Data records:
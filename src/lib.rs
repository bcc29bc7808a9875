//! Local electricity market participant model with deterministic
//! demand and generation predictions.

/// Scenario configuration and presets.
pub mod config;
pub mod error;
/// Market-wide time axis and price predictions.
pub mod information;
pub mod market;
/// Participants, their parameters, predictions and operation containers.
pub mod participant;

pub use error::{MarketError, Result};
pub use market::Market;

...

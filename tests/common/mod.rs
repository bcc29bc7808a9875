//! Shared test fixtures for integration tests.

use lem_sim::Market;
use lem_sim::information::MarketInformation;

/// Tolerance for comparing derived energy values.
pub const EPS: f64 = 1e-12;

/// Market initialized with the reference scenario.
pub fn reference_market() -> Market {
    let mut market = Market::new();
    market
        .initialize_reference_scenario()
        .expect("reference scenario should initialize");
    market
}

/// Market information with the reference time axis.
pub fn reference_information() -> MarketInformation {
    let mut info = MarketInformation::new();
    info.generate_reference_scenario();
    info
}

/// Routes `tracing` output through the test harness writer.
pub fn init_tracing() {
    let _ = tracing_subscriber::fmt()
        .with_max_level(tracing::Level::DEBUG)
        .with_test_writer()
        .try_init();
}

---

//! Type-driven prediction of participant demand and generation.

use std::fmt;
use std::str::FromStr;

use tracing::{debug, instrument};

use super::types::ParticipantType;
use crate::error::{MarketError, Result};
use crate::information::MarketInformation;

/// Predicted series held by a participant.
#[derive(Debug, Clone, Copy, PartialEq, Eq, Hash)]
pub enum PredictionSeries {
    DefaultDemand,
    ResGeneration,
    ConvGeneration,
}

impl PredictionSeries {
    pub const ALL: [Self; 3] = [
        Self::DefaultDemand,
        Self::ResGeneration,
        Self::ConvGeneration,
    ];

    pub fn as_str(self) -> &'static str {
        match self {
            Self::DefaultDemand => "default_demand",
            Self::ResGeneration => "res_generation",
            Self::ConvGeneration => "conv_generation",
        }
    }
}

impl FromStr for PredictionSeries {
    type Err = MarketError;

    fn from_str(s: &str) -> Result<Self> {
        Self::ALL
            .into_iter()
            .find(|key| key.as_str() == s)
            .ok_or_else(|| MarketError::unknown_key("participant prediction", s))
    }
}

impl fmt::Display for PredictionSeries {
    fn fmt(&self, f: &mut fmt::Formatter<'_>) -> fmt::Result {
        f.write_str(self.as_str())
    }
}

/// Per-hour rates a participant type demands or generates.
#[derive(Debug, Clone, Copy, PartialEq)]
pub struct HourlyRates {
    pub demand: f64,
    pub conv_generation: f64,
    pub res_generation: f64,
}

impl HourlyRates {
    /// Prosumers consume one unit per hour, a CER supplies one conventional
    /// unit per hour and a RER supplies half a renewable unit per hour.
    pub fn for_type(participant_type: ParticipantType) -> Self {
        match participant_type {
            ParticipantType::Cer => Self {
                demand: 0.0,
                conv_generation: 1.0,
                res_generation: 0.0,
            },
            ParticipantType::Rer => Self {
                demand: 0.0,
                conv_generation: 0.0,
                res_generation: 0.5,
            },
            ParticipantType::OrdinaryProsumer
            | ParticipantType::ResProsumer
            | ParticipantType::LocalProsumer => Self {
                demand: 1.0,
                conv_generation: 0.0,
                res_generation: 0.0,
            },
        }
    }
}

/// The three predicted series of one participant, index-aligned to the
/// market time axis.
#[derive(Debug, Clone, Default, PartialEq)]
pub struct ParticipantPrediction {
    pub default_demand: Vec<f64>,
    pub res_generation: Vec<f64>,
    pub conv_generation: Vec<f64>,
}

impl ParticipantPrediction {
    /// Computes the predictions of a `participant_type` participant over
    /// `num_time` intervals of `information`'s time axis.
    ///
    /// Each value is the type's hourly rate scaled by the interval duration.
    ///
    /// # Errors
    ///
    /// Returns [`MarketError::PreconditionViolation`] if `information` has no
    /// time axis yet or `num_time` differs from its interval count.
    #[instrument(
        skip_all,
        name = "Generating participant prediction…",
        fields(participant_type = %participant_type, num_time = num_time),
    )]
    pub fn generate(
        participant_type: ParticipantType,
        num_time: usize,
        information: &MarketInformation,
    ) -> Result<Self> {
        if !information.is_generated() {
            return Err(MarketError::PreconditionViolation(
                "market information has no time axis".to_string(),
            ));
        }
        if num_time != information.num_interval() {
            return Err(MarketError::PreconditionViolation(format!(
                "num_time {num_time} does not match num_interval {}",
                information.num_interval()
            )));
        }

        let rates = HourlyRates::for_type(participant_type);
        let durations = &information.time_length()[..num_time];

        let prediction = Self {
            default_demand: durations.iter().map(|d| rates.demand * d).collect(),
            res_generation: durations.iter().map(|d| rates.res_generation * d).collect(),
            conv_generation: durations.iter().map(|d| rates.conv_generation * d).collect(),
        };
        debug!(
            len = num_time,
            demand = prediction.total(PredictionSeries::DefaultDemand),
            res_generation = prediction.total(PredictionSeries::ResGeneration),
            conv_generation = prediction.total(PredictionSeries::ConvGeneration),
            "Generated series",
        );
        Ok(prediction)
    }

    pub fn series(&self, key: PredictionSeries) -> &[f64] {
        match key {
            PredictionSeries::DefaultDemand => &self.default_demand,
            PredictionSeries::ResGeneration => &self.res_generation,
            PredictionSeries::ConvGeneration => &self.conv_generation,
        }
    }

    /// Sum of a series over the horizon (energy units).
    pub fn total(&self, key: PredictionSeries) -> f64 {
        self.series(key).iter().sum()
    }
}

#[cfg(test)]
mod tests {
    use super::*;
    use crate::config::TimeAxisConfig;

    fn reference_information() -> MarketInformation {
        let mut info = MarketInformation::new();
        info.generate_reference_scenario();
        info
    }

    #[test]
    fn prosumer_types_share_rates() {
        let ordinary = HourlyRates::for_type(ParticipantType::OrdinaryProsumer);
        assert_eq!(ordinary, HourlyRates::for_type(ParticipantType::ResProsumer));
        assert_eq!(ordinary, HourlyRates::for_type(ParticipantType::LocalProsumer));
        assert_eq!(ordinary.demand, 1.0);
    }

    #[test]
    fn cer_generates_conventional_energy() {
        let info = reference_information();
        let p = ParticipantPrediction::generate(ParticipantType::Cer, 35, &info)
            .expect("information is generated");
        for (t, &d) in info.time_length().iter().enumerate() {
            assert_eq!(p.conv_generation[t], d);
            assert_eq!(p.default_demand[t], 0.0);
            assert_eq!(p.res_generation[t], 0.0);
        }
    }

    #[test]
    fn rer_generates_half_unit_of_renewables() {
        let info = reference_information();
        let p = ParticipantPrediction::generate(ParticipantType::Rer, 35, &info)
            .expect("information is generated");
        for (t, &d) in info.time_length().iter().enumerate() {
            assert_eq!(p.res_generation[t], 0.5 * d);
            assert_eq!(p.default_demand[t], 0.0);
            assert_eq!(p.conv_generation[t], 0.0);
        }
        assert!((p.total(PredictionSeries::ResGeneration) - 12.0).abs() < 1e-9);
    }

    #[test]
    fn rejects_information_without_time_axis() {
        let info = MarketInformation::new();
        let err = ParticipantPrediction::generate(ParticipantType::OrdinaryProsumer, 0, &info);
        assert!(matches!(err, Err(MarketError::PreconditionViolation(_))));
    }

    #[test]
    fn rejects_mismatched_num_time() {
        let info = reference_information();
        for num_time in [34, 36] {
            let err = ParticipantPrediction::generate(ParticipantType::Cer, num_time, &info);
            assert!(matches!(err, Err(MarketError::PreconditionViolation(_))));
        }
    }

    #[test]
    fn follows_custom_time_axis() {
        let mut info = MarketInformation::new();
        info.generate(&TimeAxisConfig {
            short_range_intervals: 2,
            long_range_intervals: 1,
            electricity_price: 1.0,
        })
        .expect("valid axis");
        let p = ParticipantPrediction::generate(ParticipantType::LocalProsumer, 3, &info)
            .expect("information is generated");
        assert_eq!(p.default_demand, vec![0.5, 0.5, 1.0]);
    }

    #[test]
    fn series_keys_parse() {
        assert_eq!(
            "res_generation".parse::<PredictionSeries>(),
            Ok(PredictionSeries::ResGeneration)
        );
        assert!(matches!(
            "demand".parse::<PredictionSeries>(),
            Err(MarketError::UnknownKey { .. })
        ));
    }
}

■ **TASK GOAL**: Copy the lines above that hold the word "filename".

■ **EXERCISE RESULT**:
filename src/lib.rs
filename tests/common/mod.rs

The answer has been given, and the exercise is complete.